Similarly, ART announced in March this year it had created a chief of retirement role to focus on the execution of its retirement strategy and oversee all elements of its retirement offer, including product, investments, service model and advice.
Adrian Karloci, a founding director of B & K Consulting, believes other funds will follow “slowly but surely”.
Swinsburg says the retirement income officer roles will move to pull together all the aspects of investment and product design, marketing, communications and services. An example could be a chief retirement member officer.
He says these functions would normally be sitting in different teams, but the aim is to offer the pensioner a seamless experience. However, demand for this type of role will depend on the scale of membership and the funds under management moving into the retirement phase over, say, the next five years.
“Some funds may have a lower number of members moving to retirement or smaller account sizes making opting to ‘cash out’ to, say, pay off loans or update their car more likely,” says Swinsburg.
On the horizon
Looking ahead, Miller suspects that the next unconventional C-suite role will be a chief valuation officer, or similar. “As the mega funds manage more direct assets internally, they will be under pressure to ensure that governance of the valuation process is tightened,” he says.

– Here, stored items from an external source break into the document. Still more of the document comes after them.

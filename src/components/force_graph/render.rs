use std::f64::consts::PI;

use web_sys::CanvasRenderingContext2d;

use super::state::CanvasState;
use crate::graph::{GraphEngine, InteractionState, Vec2};

const PANEL_WIDTH: f64 = 300.0;
const LINE_HEIGHT: f64 = 16.0;
const RANK_ROWS: usize = 12;

fn degree_color(t: f32) -> &'static str {
	if t < 0.33 {
		"rgb(173, 216, 230)"
	} else if t < 0.66 {
		"rgb(255, 165, 0)"
	} else {
		"rgb(255, 0, 0)"
	}
}

fn screen(view: &InteractionState, world: Vec2) -> (f64, f64) {
	let p = view.world_to_screen(world);
	(p.x as f64, p.y as f64)
}

pub fn render(state: &CanvasState, ctx: &CanvasRenderingContext2d) {
	ctx.set_fill_style_str("#ffffff");
	ctx.fill_rect(0.0, 0.0, state.width, state.height);
	draw_edges(&state.engine, ctx);
	draw_nodes(&state.engine, ctx);
	draw_summary(state, ctx);
}

fn draw_edges(engine: &GraphEngine, ctx: &CanvasRenderingContext2d) {
	let (graph, view) = (engine.graph(), engine.interaction());
	let arrow_size = 8.0;
	ctx.set_font("11px sans-serif");

	for edge in graph.edges() {
		let (Some(from), Some(to)) = (graph.node(edge.from), graph.node(edge.to)) else {
			continue;
		};
		let ((x1, y1), (x2, y2)) = (screen(view, from.position), screen(view, to.position));
		let (dx, dy) = (x2 - x1, y2 - y1);
		let dist = (dx * dx + dy * dy).sqrt();
		if dist < 0.001 {
			continue;
		}
		let (ux, uy) = (dx / dist, dy / dist);
		let (r1, r2) = (from.radius as f64, to.radius as f64);

		ctx.set_stroke_style_str("rgba(0, 0, 0, 0.8)");
		ctx.set_line_width(1.5);
		ctx.begin_path();
		ctx.move_to(x1 + ux * r1, y1 + uy * r1);
		ctx.line_to(x2 - ux * (r2 + arrow_size), y2 - uy * (r2 + arrow_size));
		ctx.stroke();

		ctx.set_fill_style_str("rgba(0, 0, 0, 0.8)");
		let (tip_x, tip_y) = (x2 - ux * r2, y2 - uy * r2);
		let (back_x, back_y) = (tip_x - ux * arrow_size, tip_y - uy * arrow_size);
		let (px, py) = (-uy * arrow_size * 0.5, ux * arrow_size * 0.5);
		ctx.begin_path();
		ctx.move_to(tip_x, tip_y);
		ctx.line_to(back_x + px, back_y + py);
		ctx.line_to(back_x - px, back_y - py);
		ctx.close_path();
		ctx.fill();

		if !edge.label.is_empty() {
			ctx.set_fill_style_str("#000000");
			let _ = ctx.fill_text(&edge.label, (x1 + x2) / 2.0, (y1 + y2) / 2.0);
		}
	}
}

fn draw_nodes(engine: &GraphEngine, ctx: &CanvasRenderingContext2d) {
	let (graph, view) = (engine.graph(), engine.interaction());
	ctx.set_font("12px sans-serif");

	for node in graph.nodes() {
		let (x, y) = screen(view, node.position);
		let radius = node.radius as f64;
		let color = if node.interaction.selected {
			"rgb(100, 200, 100)"
		} else {
			degree_color(graph.normalized_degree(node.id))
		};

		ctx.begin_path();
		let _ = ctx.arc(x, y, radius, 0.0, 2.0 * PI);
		ctx.set_fill_style_str(color);
		ctx.fill();
		if view.hovered() == Some(node.id) && !node.interaction.selected {
			ctx.set_fill_style_str("rgba(0, 0, 0, 0.2)");
			ctx.fill();
		}
		ctx.set_stroke_style_str("#000000");
		ctx.set_line_width(2.0);
		ctx.stroke();

		ctx.set_fill_style_str("#000000");
		let half = ctx
			.measure_text(&node.label)
			.map(|m| m.width() / 2.0)
			.unwrap_or(0.0);
		let _ = ctx.fill_text(&node.label, x - half, y + 4.0);
	}
}

fn draw_summary(state: &CanvasState, ctx: &CanvasRenderingContext2d) {
	let engine = &state.engine;
	let graph = engine.graph();
	let left = state.width - PANEL_WIDTH;

	ctx.set_fill_style_str("rgba(245, 245, 245, 0.95)");
	ctx.fill_rect(left, 0.0, PANEL_WIDTH, state.height);
	ctx.set_fill_style_str("#000000");

	let mut lines: Vec<String> = Vec::new();
	let summary = engine.summary();
	lines.push("Graph Summary".into());
	lines.push(format!("Number of Nodes: {}", summary.nodes));
	lines.push(format!("Number of Edges: {}", summary.edges));
	lines.push(String::new());

	if let Some(selected) = engine.selected().and_then(|id| graph.node(id)) {
		lines.push(format!("Selected: {}", selected.label));
		lines.push(format!("Connections: {}", selected.connection_count));
		for edge in graph.incident_edges(selected.id) {
			let other = if edge.from == selected.id { edge.to } else { edge.from };
			if let Some(other) = graph.node(other) {
				lines.push(format!("  {} via '{}'", other.label, edge.label));
			}
		}
		lines.push(String::new());
		lines.push(format!("Link Prediction for '{}'", selected.label));
		let predictions = engine.selected_predictions();
		if predictions.is_empty() {
			lines.push("  No potential links found.".into());
		}
		for p in predictions {
			if let Some(node) = graph.node(p.candidate) {
				lines.push(format!("  {}  {:.2}  {}", node.label, p.score, p.strength));
			}
		}
		lines.push(String::new());
	}

	lines.push("Page Rank".into());
	match engine.centrality() {
		Some(table) if !table.is_empty() => {
			for score in table.ranked().into_iter().take(RANK_ROWS) {
				if let Some(node) = graph.node(score.node) {
					lines.push(format!("  {}  {:.5}  {}", node.label, score.score, score.tier));
				}
			}
		}
		_ => lines.push("  No data to calculate Page Rank.".into()),
	}

	ctx.set_font("12px sans-serif");
	for (i, line) in lines.iter().enumerate() {
		let _ = ctx.fill_text(line, left + 10.0, 20.0 + i as f64 * LINE_HEIGHT);
	}
}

Karloci says we may also see new roles around scaled, low-cost advice – for example, around life insurance which is expensive to buy as an individual.
Elsewhere, Swinsburg believes that government relations/community engagement roles will become increasingly important.
This could happen, he says, as super funds are being asked to invest in national infrastructure which could extend to social housing and other social assets, making them a large investor in Australians’ everyday life.
“Add in the ineffectiveness of super associations then you have a real need for super funds to do their own lobbying,” he adds.
A hot spot
Swinsburg notes that demand for people with environmental, social, and governance (ESG) skills is high and that super funds are competing globally with major corporates for talent.
He anticipates a huge shortage of ESG and what he calls “net zero” advisory skills going forward.
Likewise, in its 2023 ESG and Responsible Investment Salary Guide, Kaizen Recruitment notes that there has been a jump in demand for ESG investment professionals from its clients in funds management, superannuation, asset consulting and wealth management over the last few years.
It says traditionally lean ESG/responsible investment teams have been growing as demand increases and previously outsourced duties are shifting in-house.
Kaizen predicts that 2023 will continue to be a candidate-short market with relevant and qualified skill sets for ESG continuing to be in high demand.